Nel Vecchio Continente le fiamme degli scontri infuriavano ovunque e l’immenso dominio di Nicola II Romanov (1868-1918), con l’esercito stremato dai combattimenti contro le Potenze Centrali e una popolazione altrettanto provata, stava per essere inghiottito dalla rivoluzione. Mirotchnik pervenne infatti alle porte dell’Impero nei primi mesi del 1917: l’impegno bellico aveva ormai provocato milioni di vittime e l’invio al fronte di migliaia di contadini, determinato una drastica diminuzione di risorse alimentari con un conseguente, quanto insostenibile, aumento dei loro costi. L’urlo della disperazione s’era levato a febbraio da Pietrogrado e nonostante lo stato di assedio dichiarato dallo Zar, andava propagandosi in tutta la nazione, con lavoratori e studenti fiancheggiati da truppe ribelli. Il confine gli si palesò invalicabile muro, tuttavia, alle circostanze non s’arrese ed avvalendosi dell’aiuto di civili e uomini in divisa provò ad architettarne la fuga, ma ad un passo dal riabbracciarli, ossia quando non restava che il corso d’un fiume a tenerli separati, accadde l’imponderabile. L’imbarcazione con a bordo donna e bambini d’improvviso cedette all’impeto della corrente e l’unico a sopravvivere, grazie al provvidenziale intervento d’un soldato, fu il primogenito Boris, di sei anni. Soltanto nel 1922, al sorgere dell’Unione Sovietica, Mirotchnik poté lasciare Berlino — dove nel frattempo s’era stabilito — e stretto al figlio, trasferirsi nell’eletta capitale Mosca procurandosi un impiego nelle ferrovie. Durante un soggiorno a Odessa conobbe Paulina Burichson (1897-1982), una giovane cresciuta in un piccolo shtetl nei pressi di Balta, opponendo alla miseria e alla brutalità dell’antisemitismo, l’amore per teatro, lirica, musica da camera, intanto sulle rive del Mar Nero, studiando medicina.
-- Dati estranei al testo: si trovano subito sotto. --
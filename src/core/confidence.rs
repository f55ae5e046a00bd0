/// Arithmetic mean of `values`, or `None` when there are none.
pub fn mean_confidence(values: impl IntoIterator<Item = f32>) -> Option<f32> {
    let (sum, count) = values
        .into_iter()
        .fold((0.0f64, 0usize), |(sum, count), v| (sum + f64::from(v), count + 1));
    (count > 0).then(|| (sum / count as f64) as f32)
}

/// Integer percentage as written by hOCR (`x_wconf`) and the WordStr box
/// format. Truncates, matching the engine's own renderers.
pub fn as_percent(confidence: f32) -> u32 {
    confidence.clamp(0.0, 100.0) as u32
}

/// Fraction in `0.0..=1.0`, as used by ALTO's `WC` attribute.
pub fn as_fraction(confidence: f32) -> f32 {
    confidence.clamp(0.0, 100.0) / 100.0
}

#[cfg(test)]
mod tests {
    use super::*;

    #[test]
    fn averages_values() {
        assert_eq!(mean_confidence([90.0, 80.0, 70.0]), Some(80.0));
        assert_eq!(mean_confidence(std::iter::empty()), None);
    }

    #[test]
    fn clamps_out_of_range_scores() {
        assert_eq!(as_percent(96.9), 96);
        assert_eq!(as_percent(-1.0), 0);
        assert_eq!(as_percent(140.0), 100);
        assert_eq!(as_fraction(50.0), 0.5);
    }
}
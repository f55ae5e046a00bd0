use thiserror::Error;

use crate::core::geometry::Rect;

/// Errors surfaced by the model, the cursor, the exporters and the engine facade.
#[derive(Debug, Error)]
pub enum OcrError {
    #[error("invalid geometry: ({x1}, {y1}) - ({x2}, {y2}) has inverted corners")]
    InvalidGeometry { x1: u32, y1: u32, x2: u32, y2: u32 },

    #[error("region {region} exceeds the page extent {width}x{height}")]
    OutOfBounds { region: Rect, width: u32, height: u32 },

    #[error("cursor operation not valid in the current state: {0}")]
    InvalidState(&'static str),

    #[error("recognition failed: {0}")]
    RecognitionFailure(String),

    #[error("region {region} lies outside the image bounds {width}x{height}")]
    InvalidRegion { region: Rect, width: u32, height: u32 },

    #[error(transparent)]
    Io(#[from] std::io::Error),

    #[error(transparent)]
    Json(#[from] serde_json::Error),

    #[error(transparent)]
    Format(#[from] std::fmt::Error),
}

pub type OcrResult<T> = Result<T, OcrError>;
…Odessa, 1915, tenes 18 años, estudias medicina, no hay de comer
pero a tus mejillas habían subido dos manzanas
(así me lo dijiste) (árbol del hambre que da frutas)
esas manzanas ¿tenían rojos del fuego del pogrom que te tocaba?
¿a los 5 años?
¿tu madre sacando de la casa en llamas a varios hermanitos?
¿y muerta a tu hermanita?
¿con todo eso
por todo eso /contra
me querés?
¿me pedías que fuera tu hermanita?
¿así me diste esta mujer, dentro
fuera de mí?
¿qué es esta herencia, madre
esa fotografía en tus 18 años hermosos
con tu largo cabello negriazul como noche del alma…
(da Carta A Mi Madre, Ginevra, 1984 / Parigi, 1987)
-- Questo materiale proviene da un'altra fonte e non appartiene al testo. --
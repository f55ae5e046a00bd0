use crate::core::errors::OcrResult;
use crate::core::model::PageLayout;
use crate::export::{ExportFormat, Exporter};

/// Substitute for characters the Latin-1 based UNLV format cannot hold.
pub const UNLV_REJECT: char = '~';

/// UNLV text: one line per text line, a blank line after every block.
#[derive(Debug, Clone, Default)]
pub struct UnlvExporter;

impl UnlvExporter {
    pub fn new() -> Self {
        Self
    }
}

fn to_latin1(text: &str) -> impl Iterator<Item = char> + '_ {
    text.chars()
        .map(|ch| if u32::from(ch) <= 0xFF { ch } else { UNLV_REJECT })
}

impl Exporter for UnlvExporter {
    fn format(&self) -> ExportFormat {
        ExportFormat::Unlv
    }

    fn render(&self, layout: &PageLayout) -> OcrResult<String> {
        let mut out = String::new();
        for block in &layout.blocks {
            for line in block.paragraphs.iter().flat_map(|p| p.lines.iter()) {
                out.extend(to_latin1(&line.text()));
                out.push('\n');
            }
            out.push('\n');
        }
        Ok(out)
    }
}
Al fortuito appuntamento seguì presto il matrimonio e poi il dono di Teodora, ‘Tauba’, venuta alla luce nel 1926, mentre in cuor di Mirotchnik aumentava l’amarezza nei confronti d’una politica incapace di mantener fede agli ideali della rivoluzione e costruire un Paese pluralista. La delusione prese il sopravvento nel 1928 e stavolta assieme alla famiglia, salutò definitivamente il patrio suolo e fece ritorno a Buenos Aires. All’arrivo, dal personale dell’ufficio immigrazione fu invitato a pronunciare i dati dei passaporti, ovviando alla difficoltà di traslitterare il cirillico, e il casato tedesco fin ad allora baluardo a difesa della fonte ebraica, in quell’attimo inganno fonetico lo tramutò nel cognome che alle 11:00 della mattina del 3 maggio 1930, all’ospedale Carlos Durand, accolse Juan Gelman, l’«único argentino de esa familia».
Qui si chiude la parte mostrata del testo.